▶ [Data supplied]
++++++

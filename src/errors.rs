use std::io;

use thiserror::Error;

pub type Result<T> = ::std::result::Result<T, Error>;

#[derive(Debug, Error)]
pub enum Error {
    /// The byte source failed; unrecoverable.
    #[error("read failed: {0}")]
    Source(#[from] io::Error),
    /// The input violates the packet grammar.
    #[error("format error: {0}")]
    Format(String),
    /// A dispatch on an algorithm the engine cannot handle.
    #[error("unsupported: {0}")]
    Unsupported(String),
}

#[macro_export]
macro_rules! format_err {
    ($($arg:tt)*) => {
        $crate::errors::Error::Format(format!($($arg)*))
    };
}

#[macro_export]
macro_rules! bail {
    ($($arg:tt)*) => {
        return Err($crate::errors::Error::Format(format!($($arg)*)))
    };
}

#[macro_export]
macro_rules! unsupported_err {
    ($($arg:tt)*) => {
        return Err($crate::errors::Error::Unsupported(format!($($arg)*)))
    };
}

#[macro_export]
macro_rules! ensure {
    ($cond:expr, $($arg:tt)*) => {
        if !$cond {
            bail!($($arg)*);
        }
    };
}

#[macro_export]
macro_rules! ensure_eq {
    ($left:expr, $right:expr, $($arg:tt)*) => {{
        let (left, right) = (&$left, &$right);
        if left != right {
            bail!("{} ({:?} != {:?})", format!($($arg)*), left, right);
        }
    }};
}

++++++

▶ [Assigned task] Scan the entries and show every line in which the word "failed" is found.

▶ [Reply to the task]
    /// The byte source failed; unrecoverable.
    #[error("read failed: {0}")]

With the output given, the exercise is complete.